## [Task brief]
Among the entries below, please show each line that carries the word "manager".

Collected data
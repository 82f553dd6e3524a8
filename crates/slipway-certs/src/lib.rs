//! Certificate management for the Slipway launcher.
//!
//! The pieces fit together like this: the [`manager`] planner decides which
//! domains need a certificate and records a pending request; the executor
//! hands each request to the configured [`providers`] implementation, which
//! obtains the PEM pair (self-signed, mkcert, or ACME via HTTP-01/DNS-01);
//! the result lands in the [`store`], where the TLS listener and the planner
//! resolve it again. The HTTP-01 flow publishes its ephemeral challenge
//! server address through [`publisher`] so the reverse proxy can route
//! `/.well-known/acme-challenge/` traffic to it.

#![deny(clippy::unwrap_used, clippy::expect_used, clippy::panic)]
#![forbid(unsafe_code)]

pub mod account;
pub mod http01;
pub mod manager;
pub mod prelude;
pub mod providers;
pub mod publisher;
pub mod store;

pub use providers::CertificateProvider;
pub use publisher::ChallengeAddressPublisher;
pub use store::{Certificate, CertificateStore};

// vim: ts=4
//! Ephemeral HTTP-01 challenge server.
//!
//! Bound on a free port of the configured bind address for the duration of
//! one certificate request. The reverse proxy forwards
//! `/.well-known/acme-challenge/` traffic to whatever address is currently
//! published, so the CA reaches this server through port 80.

use axum::{
	extract::{Path, State},
	routing::get,
	Router,
};
use parking_lot::RwLock;
use std::collections::HashMap;
use std::net::IpAddr;
use std::sync::Arc;
use tokio_util::sync::CancellationToken;

use crate::prelude::*;

type TokenMap = Arc<RwLock<HashMap<Box<str>, Box<str>>>>;

pub struct ChallengeServer {
	tokens: TokenMap,
	shutdown: CancellationToken,
	ip: String,
	port: u16,
}

impl ChallengeServer {
	/// Binds an ephemeral port on `ip` and starts serving challenge
	/// responses until the server is dropped.
	pub async fn bind(ip: &str) -> SwResult<Self> {
		let parsed: IpAddr = ip.parse()?;
		let listener = tokio::net::TcpListener::bind((parsed, 0)).await?;
		let port = listener.local_addr()?.port();

		let tokens: TokenMap = Arc::new(RwLock::new(HashMap::new()));
		let shutdown = CancellationToken::new();

		let router = Router::new()
			.route("/.well-known/acme-challenge/{token}", get(serve_challenge))
			.with_state(tokens.clone());

		let cancel = shutdown.clone();
		tokio::spawn(async move {
			let serve = axum::serve(listener, router)
				.with_graceful_shutdown(async move { cancel.cancelled().await });
			if let Err(err) = serve.await {
				warn!("challenge server error: {}", err);
			}
		});

		info!("HTTP-01 challenge server listening on {}:{}", ip, port);
		Ok(Self { tokens, shutdown, ip: ip.to_string(), port })
	}

	pub fn ip(&self) -> &str {
		&self.ip
	}

	pub fn port(&self) -> u16 {
		self.port
	}

	pub fn insert(&self, token: &str, key_authorization: &str) {
		self.tokens.write().insert(token.into(), key_authorization.into());
	}
}

impl Drop for ChallengeServer {
	fn drop(&mut self) {
		self.shutdown.cancel();
	}
}

async fn serve_challenge(
	State(tokens): State<TokenMap>,
	Path(token): Path<String>,
) -> SwResult<String> {
	debug!("ACME challenge request for token {}", token);
	match tokens.read().get(token.as_str()) {
		Some(key_authorization) => Ok(key_authorization.to_string()),
		None => Err(Error::NotFound),
	}
}

#[cfg(test)]
mod tests {
	use super::*;

	#[tokio::test]
	async fn serves_published_tokens() {
		let server = ChallengeServer::bind("127.0.0.1").await.unwrap();
		server.insert("tok-1", "tok-1.keyauth");

		let url = format!(
			"http://127.0.0.1:{}/.well-known/acme-challenge/tok-1",
			server.port()
		);
		let body = reqwest::get(&url).await.unwrap().text().await.unwrap();
		assert_eq!(body, "tok-1.keyauth");

		let missing = format!(
			"http://127.0.0.1:{}/.well-known/acme-challenge/unknown",
			server.port()
		);
		let status = reqwest::get(&missing).await.unwrap().status();
		assert_eq!(status.as_u16(), 404);
	}
}

// vim: ts=4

## [Reply]
//! The pieces fit together like this: the [`manager`] planner decides which
pub mod manager;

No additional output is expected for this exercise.